3.1.4. Water Saturation

The most challenging and important petrophysical parameter is water saturation, from which the initial hydrocarbon concentration in the reservoir can be assessed throughout the formation evaluation [44,45,46]. To determine water saturation (Sw), there are several techniques available. The methods most frequently used throughout the petroleum industry are to calculate the (Sw) of the field findings [47,48]. As the Cretaceous Yageliemu Formation is not shaly, the Archie equation is therefore best suited for estimating water saturation. The Pickett plot was used to analyze Archie’s parameters as it is a visual depiction of Archie’s equation and is consequently an excellent graphic tool to calculate Sw ranges inside a reservoir [49,50,51] (Equation (7)).

$${\mathrm{S}}_{\mathrm{w}}={\left(\frac{{\mathrm{a}\ast \mathrm{R}}_{\mathrm{w}}}{{\mathrm{R}}_{\mathrm{t}}\ast {\varnothing }_{\mathrm{eff}}^{\mathrm{m}}}\right)}^{\frac{1}{\mathrm{n}}}$$

(7)

where m = cementation exponent, n = saturation exponent, and a = tortuosity factor, while Rt, Rw, Sw, and ∅eff indicate true formation resistivity, water resistivity, water saturation, and formation effective porosity, respectively.

3.1.5. Water Resistivity (Rw)

In the present work, the water resistivity (Rw) was evaluated using the spontaneous potential (SP) log.
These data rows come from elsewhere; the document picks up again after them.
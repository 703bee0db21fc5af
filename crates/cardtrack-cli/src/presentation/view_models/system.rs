use serde::Serialize;
use std::fmt;
use std::path::PathBuf;

use crate::presentation::views::ConfigView;

#[derive(Debug, Serialize)]
pub struct ConfigViewModel {
    pub data_dir: PathBuf,
    pub backend_url: String,
    pub request_timeout_secs: u64,
    pub host_poll_interval_ms: u64,
    pub host_max_attempts: u32,
    pub host_file: Option<PathBuf>,
}

impl fmt::Display for ConfigViewModel {
    fn fmt(&self, f: &mut fmt::Formatter<'_>) -> fmt::Result {
        write!(f, "{}", ConfigView::new(self))
    }
}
As with many scenarios, a good estimate of formation water resistivity (Rw) could be easily noticed by reading the SP curve in clean (non-shale) formations. The formula is as follows:

$$\mathrm{SSP} =-\mathrm{Klog}\ast \frac{\mathrm{Rmfe}}{\mathrm{Rwe}}$$

(8)

where SSP = static SP (SSP) measurement, K = constant, Rwe = equivalent formation water resistivity, and Rmfe = equivalent mud filtrate resistivity.
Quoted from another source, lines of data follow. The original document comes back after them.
use crate::format::{BADGE_PRECISION, format_hours};
use cardtrack_core::{BadgeKind, BoardSettings};
use cardtrack_types::{Badge, CardPlacement, Metrics};

/// Build the badges for one card.
///
/// Badges appear in `BadgeKind::ALL` order and only when enabled and
/// resolvable. `metrics` is `None` when the metrics request failed. The
/// result is never empty: with nothing to show it holds the fallback badge.
pub fn compose_badges(
    metrics: Option<&Metrics>,
    settings: &BoardSettings,
    card: &CardPlacement,
) -> Vec<Badge> {
    let mut badges: Vec<Badge> = match metrics {
        Some(metrics) => BadgeKind::ALL
            .iter()
            .filter(|kind| settings.is_enabled(**kind))
            .filter_map(|kind| resolve(*kind, metrics, settings, card))
            .collect(),
        None => Vec::new(),
    };

    if badges.is_empty() {
        badges.push(Badge::fallback());
    }
    badges
}

fn resolve(
    kind: BadgeKind,
    metrics: &Metrics,
    settings: &BoardSettings,
    card: &CardPlacement,
) -> Option<Badge> {
    let color = settings.colors.get(kind);
    match kind {
        BadgeKind::CurrentList => list_badge(metrics, card, color),
        BadgeKind::TotalTime => {
            let seconds = metrics.total_time?;
            Some(Badge::new(
                format!("Total: {}h", format_hours(seconds, BADGE_PRECISION)),
                color,
            ))
        }
        BadgeKind::SpecificLists => {
            if !settings.selected_lists.contains(&card.list_id) {
                return None;
            }
            list_badge(metrics, card, color)
        }
        BadgeKind::PersonalTime => {
            let viewer = card.viewer.as_ref()?;
            let seconds = metrics
                .member_seconds(viewer.id.as_str())
                .or_else(|| viewer.name.as_deref().and_then(|name| metrics.member_seconds(name)))
                .filter(|seconds| *seconds != 0.0)?;
            Some(Badge::new(
                format!("Me: {}h", format_hours(seconds, BADGE_PRECISION)),
                color,
            ))
        }
    }
}

fn list_badge(metrics: &Metrics, card: &CardPlacement, color: &str) -> Option<Badge> {
    let name = card.list_name.as_deref()?;
    let seconds = metrics.list_seconds(name)?;
    Some(Badge::new(
        format!("{}: {}h", name, format_hours(seconds, BADGE_PRECISION)),
        color,
    ))
}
The calculated static SP value could be converted into the resistivity ratio Rmfe/Rwe once the formation temperature was specified. When the resistivity (Rmf) of a mud filtrate sample was obtained, the equivalent formation water resistivity (Rwe) could be calculated easily.

3.1.6. Gas Saturation

The gas saturation can be estimated by using the following equation [52] (Equation (9)).

$${\mathrm{S}}_{\mathrm{g}}=1-{\mathrm{S}}_{\mathrm{w}}$$

(9)

where is Sg = gas saturation and Sw = water saturation.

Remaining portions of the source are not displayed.